Yale-LILY / SummEval

Resources for the "SummEval: Re-evaluating Summarization Evaluation" paper
MIT License
366 stars 42 forks source link

How to match reference summary that was used by the expert to grade a given machine summary. #53

Open erastogi opened 4 months ago

erastogi commented 4 months ago

I am looking at this example:


**doc_id:** "dm-test-eeef09d26cf30c2124c0399b08eedc6321fe5d20",
**system_id:** "M11",
**source:** "Team-mates Neymar and Dani Alves proved their dedication to Barcelona by supporting the club ’ s basketball side . Neymar and Alves headed to watch El Clasico on Thursday night alongside the Brazilian 's sister Rafaella . Barca prevailed with a narrow 85-80 victory in the Euro League contest . Brazil star Neymar ( centre ) takes a selfie with friends and Barcelona team-mate Dani Alves ( right ) However Real Madrid remain top of their Euro League division over their bitter rivals , just by points difference . Neymar helped Brazil beat Chile 1-0 at the Emirates Stadium on Sunday in a feisty contest and had to withstand several brutal challenges from the South American rivals . Before the international break Luis Enrique 's Barcelona had won their El Clasico contest to move four points clear at the top of La Liga . Neymar and his Barcelona team-mates return to La Liga on Sunday , taking on Celta Vigo as they continue to compete for a treble of trophies . Neymar 's sister Rafaella ( left ) headed to watch El Clasico of basketball with the Barcelona forward Neymar 's sister Rafaella ( right ) attends a Euro League basketball match between Barcelona and Real Madrid Neymar is distracted at the basketball as his sister Rafaella ( centre ) watches on Neymar , Brazil 's captain , led his national side to a 1-0 win over Chile at the Emirates last weekend Barcelona team-mate Dani Alves ( front left ) joined Neymar and friends to watch some live basketball Gary Medel walks off having appeared to stamp on Neymar at the Emirates on Sunday",
**system_output:** "Real madrid beat chile 1-0 in el clasico on thursday . Dani alves and dani alves scored the goals in the euro league contest . Neymar and alves joined the club 's sister rafaella on sunday . Real madrid remain top of their euro league rivals at the emirates ."
**reference (from the datset):** "Neymar helped Brazil beat Chile 1-0 at the Emirates stadium last weekend . Barcelona won the El Clasico to go four points clear at the top of La Liga . Luis Enrique 's side take on Celta Vigo in La Liga on Sunday .",
Expert Relevance Score: [1,1,1]

If I look at the reference summary (referred to as "highlights" in the original dataset), then I feel the given system output (aka machine summary) is which very much relevant/similar to the reference summary. Hence, a score of 1 for relevance by the expert doesn't make sense.

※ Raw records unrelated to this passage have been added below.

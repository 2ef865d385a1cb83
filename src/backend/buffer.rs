// Buffers for vertices, indices and uniforms
//
// Geometry is uploaded once through a transient staging buffer into
// device-local memory. Uniform buffers stay host visible.

use anyhow::{Context, Result};
use ash::vk;
use bytemuck::Pod;
use std::sync::Arc;

use super::command::one_time_submit;
use super::handle::Unique;
use super::{GpuDevice, MemoryUsage};
use crate::assets::{Mesh, Vertex};

pub struct Buffer<D: GpuDevice> {
    handle: Unique<D, vk::Buffer>,
    size: vk::DeviceSize,
}

impl<D: GpuDevice> Buffer<D> {
    pub fn new(
        device: &Arc<D>,
        size: vk::DeviceSize,
        usage: vk::BufferUsageFlags,
        memory: MemoryUsage,
    ) -> Result<Self> {
        let raw = device
            .create_buffer(size, usage, memory)
            .with_context(|| format!("Failed to create {} byte buffer", size))?;

        Ok(Self {
            handle: Unique::new(device, raw),
            size,
        })
    }

    pub fn handle(&self) -> vk::Buffer {
        self.handle.raw()
    }

    pub fn size(&self) -> vk::DeviceSize {
        self.size
    }

    /// Copy `data` into the buffer at `offset`. Host-visible buffers only.
    pub fn write(&self, offset: vk::DeviceSize, data: &[u8]) -> Result<()> {
        let device = self.handle.device().context("Buffer not initialized")?;
        device.write_buffer(self.handle(), offset, data)
    }
}

/// Create a device-local buffer holding `data`, filled through a staging copy.
pub fn upload_device_local<D: GpuDevice, T: Pod>(
    device: &Arc<D>,
    pool: vk::CommandPool,
    usage: vk::BufferUsageFlags,
    data: &[T],
) -> Result<Buffer<D>> {
    let bytes: &[u8] = bytemuck::cast_slice(data);
    let size = bytes.len() as vk::DeviceSize;

    let staging = Buffer::new(
        device,
        size,
        vk::BufferUsageFlags::TRANSFER_SRC,
        MemoryUsage::HostCoherent,
    )
    .context("Failed to create staging buffer")?;
    staging.write(0, bytes)?;

    let buffer = Buffer::new(
        device,
        size,
        usage | vk::BufferUsageFlags::TRANSFER_DST,
        MemoryUsage::DeviceLocal,
    )?;

    one_time_submit(device, pool, |cmd| {
        device.cmd_copy_buffer(cmd, staging.handle(), buffer.handle(), staging.size());
    })
    .context("Failed to copy staging buffer")?;

    Ok(buffer)
}

/// Immutable vertex and index buffers for one mesh.
pub struct GeometryBuffers<D: GpuDevice> {
    pub vertices: Buffer<D>,
    pub indices: Buffer<D>,
    pub index_count: u32,
}

impl<D: GpuDevice> GeometryBuffers<D> {
    pub fn new(device: &Arc<D>, pool: vk::CommandPool, mesh: &Mesh) -> Result<Self> {
        let vertices = upload_device_local::<D, Vertex>(
            device,
            pool,
            vk::BufferUsageFlags::VERTEX_BUFFER,
            &mesh.vertices,
        )
        .context("Failed to create vertex buffer")?;

        let indices = upload_device_local(
            device,
            pool,
            vk::BufferUsageFlags::INDEX_BUFFER,
            &mesh.indices,
        )
        .context("Failed to create index buffer")?;

        log::info!(
            "Uploaded mesh: {} vertices, {} indices",
            mesh.vertices.len(),
            mesh.indices.len()
        );

        Ok(Self {
            vertices,
            indices,
            index_count: mesh.indices.len() as u32,
        })
    }
}

#[cfg(test)]
mod tests {
    use super::*;
    use crate::backend::command::create_command_pool;
    use crate::backend::stub::{Recorded, StubDevice};

    #[test]
    fn geometry_is_copied_from_staging_and_staging_released() {
        let device = StubDevice::new();
        let pool = create_command_pool(&device).unwrap();
        let mesh = Mesh::cube();

        let geometry = GeometryBuffers::new(&device, pool.raw(), &mesh).unwrap();

        assert_eq!(geometry.index_count, 36);
        let vertex_info = device.buffer(geometry.vertices.handle()).unwrap();
        assert_eq!(vertex_info.memory, MemoryUsage::DeviceLocal);
        assert!(vertex_info
            .usage
            .contains(vk::BufferUsageFlags::VERTEX_BUFFER | vk::BufferUsageFlags::TRANSFER_DST));
        assert_eq!(
            vertex_info.size as usize,
            mesh.vertices.len() * std::mem::size_of::<Vertex>()
        );

        // Staging buffers are gone, only the two geometry buffers remain
        assert_eq!(device.live_count("buffer"), 2);
        assert_eq!(device.submit_count(), 2);
    }

    #[test]
    fn device_local_buffers_reject_host_writes() {
        let device = StubDevice::new();
        let buffer = Buffer::new(
            &device,
            64,
            vk::BufferUsageFlags::VERTEX_BUFFER,
            MemoryUsage::DeviceLocal,
        )
        .unwrap();
        assert!(buffer.write(0, &[0u8; 16]).is_err());
    }

    #[test]
    fn upload_records_a_full_size_copy() {
        let device = StubDevice::new();
        let pool = create_command_pool(&device).unwrap();
        let data = [1u32, 2, 3, 4];

        let buffer =
            upload_device_local(&device, pool.raw(), vk::BufferUsageFlags::INDEX_BUFFER, &data)
                .unwrap();
        assert_eq!(buffer.size(), 16);

        let submission = &device.submissions()[0];
        let recorded = device.recording(submission.command_buffers[0]);
        assert!(matches!(
            recorded.as_slice(),
            [Recorded::CopyBuffer { dst, size: 16, .. }] if *dst == buffer.handle()
        ));
    }
}
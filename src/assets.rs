// Asset loading
//
// Meshes come from Wavefront OBJ, textures from PNG. Both are decoded into
// plain CPU-side data that the backend uploads.

use anyhow::{Context, Result};
use bytemuck::{Pod, Zeroable};
use std::collections::HashMap;
use std::io::BufRead;
use std::path::Path;

use crate::error::RendererError;

/// Interleaved vertex as consumed by the model pipeline.
#[repr(C)]
#[derive(Debug, Clone, Copy, PartialEq, Pod, Zeroable)]
pub struct Vertex {
    pub pos: [f32; 3],
    pub color: [f32; 3],
    pub tex_coord: [f32; 2],
}

impl Vertex {
    /// Bit pattern used to merge identical vertices.
    fn key(&self) -> [u32; 8] {
        let p = self.pos;
        let c = self.color;
        let t = self.tex_coord;
        [p[0], p[1], p[2], c[0], c[1], c[2], t[0], t[1]].map(f32::to_bits)
    }
}

#[derive(Debug, Clone, Default)]
pub struct Mesh {
    pub vertices: Vec<Vertex>,
    pub indices: Vec<u32>,
}

impl Mesh {
    pub fn load(path: &Path) -> Result<Self> {
        if !path.exists() {
            return Err(RendererError::AssetMissing(path.to_path_buf()).into());
        }

        let file = std::fs::File::open(path)
            .with_context(|| format!("Failed to open model {:?}", path))?;
        let mesh = Self::from_obj(&mut std::io::BufReader::new(file))
            .with_context(|| format!("Failed to load model {:?}", path))?;

        if mesh.indices.is_empty() {
            return Err(RendererError::EmptyMesh(path.to_path_buf()).into());
        }

        log::info!(
            "Loaded model {:?}: {} vertices, {} triangles",
            path,
            mesh.vertices.len(),
            mesh.indices.len() / 3
        );

        Ok(mesh)
    }

    /// Parse OBJ text. Every model in the file is merged into one mesh;
    /// vertices are white and texture V is flipped to top-left origin.
    pub fn from_obj(reader: &mut impl BufRead) -> Result<Self> {
        let options = tobj::LoadOptions {
            single_index: true,
            triangulate: true,
            ..Default::default()
        };

        let (models, _materials) =
            tobj::load_obj_buf(reader, &options, |_| Ok(Default::default()))
                .context("Invalid OBJ data")?;

        let mut mesh = Mesh::default();
        let mut unique: HashMap<[u32; 8], u32> = HashMap::new();

        for model in &models {
            let positions = &model.mesh.positions;
            let texcoords = &model.mesh.texcoords;

            for &index in &model.mesh.indices {
                let i = index as usize;
                let tex_coord = if texcoords.len() >= 2 * i + 2 {
                    [texcoords[2 * i], 1.0 - texcoords[2 * i + 1]]
                } else {
                    [0.0, 0.0]
                };

                let vertex = Vertex {
                    pos: [positions[3 * i], positions[3 * i + 1], positions[3 * i + 2]],
                    color: [1.0, 1.0, 1.0],
                    tex_coord,
                };

                let next = mesh.vertices.len() as u32;
                let slot = *unique.entry(vertex.key()).or_insert_with(|| {
                    mesh.vertices.push(vertex);
                    next
                });
                mesh.indices.push(slot);
            }
        }

        Ok(mesh)
    }

    /// Unit cube, 4 vertices per face, counter-clockwise winding.
    #[cfg(test)]
    pub fn cube() -> Self {
        const FACES: [([f32; 3], [f32; 3], [f32; 3]); 6] = [
            // normal, u axis, v axis
            ([1.0, 0.0, 0.0], [0.0, 0.0, -1.0], [0.0, 1.0, 0.0]),
            ([-1.0, 0.0, 0.0], [0.0, 0.0, 1.0], [0.0, 1.0, 0.0]),
            ([0.0, 1.0, 0.0], [1.0, 0.0, 0.0], [0.0, 0.0, -1.0]),
            ([0.0, -1.0, 0.0], [1.0, 0.0, 0.0], [0.0, 0.0, 1.0]),
            ([0.0, 0.0, 1.0], [1.0, 0.0, 0.0], [0.0, 1.0, 0.0]),
            ([0.0, 0.0, -1.0], [-1.0, 0.0, 0.0], [0.0, 1.0, 0.0]),
        ];
        const CORNERS: [(f32, f32); 4] = [(-1.0, -1.0), (1.0, -1.0), (1.0, 1.0), (-1.0, 1.0)];

        let mut mesh = Mesh::default();
        for (n, u, v) in FACES {
            let base = mesh.vertices.len() as u32;
            for (cu, cv) in CORNERS {
                let pos = [0, 1, 2].map(|k| 0.5 * (n[k] + cu * u[k] + cv * v[k]));
                mesh.vertices.push(Vertex {
                    pos,
                    color: [1.0, 1.0, 1.0],
                    tex_coord: [(cu + 1.0) * 0.5, (1.0 - cv) * 0.5],
                });
            }
            mesh.indices
                .extend_from_slice(&[base, base + 1, base + 2, base + 2, base + 3, base]);
        }
        mesh
    }
}

/// Decoded RGBA8 pixels.
#[derive(Debug, Clone)]
pub struct TextureData {
    pub width: u32,
    pub height: u32,
    pub pixels: Vec<u8>,
}

impl TextureData {
    pub fn load(path: &Path) -> Result<Self> {
        if !path.exists() {
            return Err(RendererError::AssetMissing(path.to_path_buf()).into());
        }

        let image = image::open(path)
            .with_context(|| format!("Failed to decode texture {:?}", path))?
            .to_rgba8();
        let (width, height) = image.dimensions();

        log::info!("Loaded texture {:?}: {}x{}", path, width, height);

        Ok(Self {
            width,
            height,
            pixels: image.into_raw(),
        })
    }

    /// Black and white 8x8-cell checkerboard.
    #[cfg(test)]
    pub fn checkerboard(width: u32, height: u32) -> Self {
        let pixels = (0..height)
            .flat_map(|y| (0..width).map(move |x| (x, y)))
            .flat_map(|(x, y)| {
                let value = if ((x / 8) + (y / 8)) % 2 == 0 { 255 } else { 0 };
                [value, value, value, 255]
            })
            .collect();

        Self {
            width,
            height,
            pixels,
        }
    }
}

#[cfg(test)]
mod tests {
    use super::*;
    use std::io::Cursor;

    const QUAD: &str = "\
v 0 0 0
v 1 0 0
v 1 1 0
v 0 1 0
vt 0 0
vt 1 0
vt 1 1
vt 0 1
f 1/1 2/2 3/3 4/4
";

    #[test]
    fn obj_quad_is_triangulated_and_deduplicated() {
        let mesh = Mesh::from_obj(&mut Cursor::new(QUAD)).unwrap();

        assert_eq!(mesh.vertices.len(), 4);
        assert_eq!(mesh.indices.len(), 6);
        assert!(mesh.indices.iter().all(|&i| (i as usize) < mesh.vertices.len()));
        assert!(mesh.vertices.iter().all(|v| v.color == [1.0, 1.0, 1.0]));
    }

    #[test]
    fn texture_v_is_flipped() {
        let mesh = Mesh::from_obj(&mut Cursor::new(QUAD)).unwrap();
        let origin = mesh
            .vertices
            .iter()
            .find(|v| v.pos == [0.0, 0.0, 0.0])
            .unwrap();
        assert_eq!(origin.tex_coord, [0.0, 1.0]);
    }

    #[test]
    fn missing_files_are_typed_errors() {
        for err in [
            Mesh::load(Path::new("nope/model.obj")).unwrap_err(),
            TextureData::load(Path::new("nope/texture.png")).unwrap_err(),
        ] {
            assert!(matches!(
                err.downcast_ref::<RendererError>(),
                Some(RendererError::AssetMissing(_))
            ));
        }
    }

    #[test]
    fn cube_has_six_quads_inside_unit_bounds() {
        let cube = Mesh::cube();
        assert_eq!(cube.vertices.len(), 24);
        assert_eq!(cube.indices.len(), 36);
        assert!(cube
            .vertices
            .iter()
            .all(|v| v.pos.iter().all(|c| c.abs() == 0.5)));
    }

    #[test]
    fn checkerboard_is_rgba() {
        let texture = TextureData::checkerboard(16, 8);
        assert_eq!(texture.pixels.len(), 16 * 8 * 4);
        assert_eq!(&texture.pixels[..4], &[255, 255, 255, 255]);
        assert_eq!(&texture.pixels[8 * 4..8 * 4 + 4], &[0, 0, 0, 255]);
    }
}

In the paper, you have mentioned -

The data collection interface provided judges
with the source article and associated summaries
grouped in sets of 5. Each group of summaries
contained the reference summary associated with
the source article to establish a common point
of reference between groups. 

I was wondering which "reference" summary are you referring to in this section. Is it the one from the original dataset or one of the 10 summaries generated by the humans. If latter, is there a way to get which reference summary was used by the expert to score a given machine summary.

carlesoctav commented 6 days ago

Hi, have you figured this out?

vaahtio commented 3 days ago

I'm also interested in this

Alex-Fabbri commented 3 days ago

Hi! The quote from the paper means that the reference summary (the one from the original dataset) is also one of the 5 summaries being scored by the annotator. It is not being used to score the other summaries. Let us know if you have other questions!